## Problem to work on
Every record, from first to last, should be retyped word for word.

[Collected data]
_ _ _ _
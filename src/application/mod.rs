mod auth_service;
pub mod mapper;
pub mod recycler_import;
mod recycler_service;

pub use auth_service::{AuthService, MISSING_CREDENTIALS_MESSAGE};
pub use recycler_import::{check_import, import_recyclers, parse_import_document, ImportSummary};
pub use recycler_service::RecyclerService;
use std::sync::Arc;

use tracing::debug;

use crate::api::dtos::RecyclerResponse;
use crate::application::mapper::{map_nearby_response, map_recycler_response};
use crate::domain::geo::rank_within_radius;
use crate::domain::{BoundingBox, DomainError, GeoPoint, Recycler};
use crate::error::AppResult;
use crate::infrastructure::repositories::RecyclerRepository;

#[derive(Clone)]
pub struct RecyclerService {
    recycler_repo: Arc<dyn RecyclerRepository>,
}

impl RecyclerService {
    pub fn new(recycler_repo: Arc<dyn RecyclerRepository>) -> Self {
        Self { recycler_repo }
    }

    pub async fn list_all(&self) -> AppResult<Vec<RecyclerResponse>> {
        let recyclers = self.recycler_repo.find_all().await?;
        Ok(recyclers.into_iter().map(map_recycler_response).collect())
    }

    pub async fn list_verified(&self) -> AppResult<Vec<RecyclerResponse>> {
        let recyclers = self.recycler_repo.find_verified().await?;
        Ok(recyclers.into_iter().map(map_recycler_response).collect())
    }

    pub async fn list_top_rated(&self) -> AppResult<Vec<RecyclerResponse>> {
        let recyclers = self.recycler_repo.find_all_by_rating_desc().await?;
        Ok(recyclers.into_iter().map(map_recycler_response).collect())
    }

    /// Facilities strictly within `radius_km` of the point, nearest first.
    pub async fn nearby(
        &self,
        latitude: f64,
        longitude: f64,
        radius_km: f64,
    ) -> AppResult<Vec<RecyclerResponse>> {
        let origin = GeoPoint::new(latitude, longitude);
        if !origin.is_finite() {
            return Err(DomainError::ValidationError(
                "latitude and longitude must be finite numbers".to_string(),
            )
            .into());
        }
        if !radius_km.is_finite() {
            return Err(
                DomainError::ValidationError("radiusKm must be a finite number".to_string()).into(),
            );
        }
        if radius_km <= 0.0 {
            return Ok(Vec::new());
        }

        let bounds = BoundingBox::around(origin, radius_km);
        let candidates = self.recycler_repo.find_within_bounds(bounds.as_ref()).await?;
        let candidate_count = candidates.len();

        let ranked = rank_within_radius(candidates, origin, radius_km, Recycler::location);
        debug!(
            latitude,
            longitude,
            radius_km,
            prefiltered = bounds.is_some(),
            candidate_count,
            match_count = ranked.len(),
            "nearby recycler query"
        );

        Ok(ranked.into_iter().map(map_nearby_response).collect())
    }
}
_ _ _ _
## Solved exercise
filename src/application/mod.rs
mod auth_service;
pub mod mapper;
pub mod recycler_import;
mod recycler_service;

pub use auth_service::{AuthService, MISSING_CREDENTIALS_MESSAGE};
pub use recycler_import::{check_import, import_recyclers, parse_import_document, ImportSummary};
pub use recycler_service::RecyclerService;
use std::sync::Arc;

use tracing::debug;

use crate::api::dtos::RecyclerResponse;
use crate::application::mapper::{map_nearby_response, map_recycler_response};
use crate::domain::geo::rank_within_radius;
use crate::domain::{BoundingBox, DomainError, GeoPoint, Recycler};
use crate::error::AppResult;
use crate::infrastructure::repositories::RecyclerRepository;

#[derive(Clone)]
pub struct RecyclerService {
    recycler_repo: Arc<dyn RecyclerRepository>,
}

impl RecyclerService {
    pub fn new(recycler_repo: Arc<dyn RecyclerRepository>) -> Self {
        Self { recycler_repo }
    }

    pub async fn list_all(&self) -> AppResult<Vec<RecyclerResponse>> {
        let recyclers = self.recycler_repo.find_all().await?;
        Ok(recyclers.into_iter().map(map_recycler_response).collect())
    }

    pub async fn list_verified(&self) -> AppResult<Vec<RecyclerResponse>> {
        let recyclers = self.recycler_repo.find_verified().await?;
        Ok(recyclers.into_iter().map(map_recycler_response).collect())
    }

    pub async fn list_top_rated(&self) -> AppResult<Vec<RecyclerResponse>> {
        let recyclers = self.recycler_repo.find_all_by_rating_desc().await?;
        Ok(recyclers.into_iter().map(map_recycler_response).collect())
    }

    /// Facilities strictly within `radius_km` of the point, nearest first.
    pub async fn nearby(
        &self,
        latitude: f64,
        longitude: f64,
        radius_km: f64,
    ) -> AppResult<Vec<RecyclerResponse>> {
        let origin = GeoPoint::new(latitude, longitude);
        if !origin.is_finite() {
            return Err(DomainError::ValidationError(
                "latitude and longitude must be finite numbers".to_string(),
            )
            .into());
        }
        if !radius_km.is_finite() {
            return Err(
                DomainError::ValidationError("radiusKm must be a finite number".to_string()).into(),
            );
        }
        if radius_km <= 0.0 {
            return Ok(Vec::new());
        }

        let bounds = BoundingBox::around(origin, radius_km);
        let candidates = self.recycler_repo.find_within_bounds(bounds.as_ref()).await?;
        let candidate_count = candidates.len();

        let ranked = rank_within_radius(candidates, origin, radius_km, Recycler::location);
        debug!(
            latitude,
            longitude,
            radius_km,
            prefiltered = bounds.is_some(),
            candidate_count,
            match_count = ranked.len(),
            "nearby recycler query"
        );

        Ok(ranked.into_iter().map(map_nearby_response).collect())
    }
}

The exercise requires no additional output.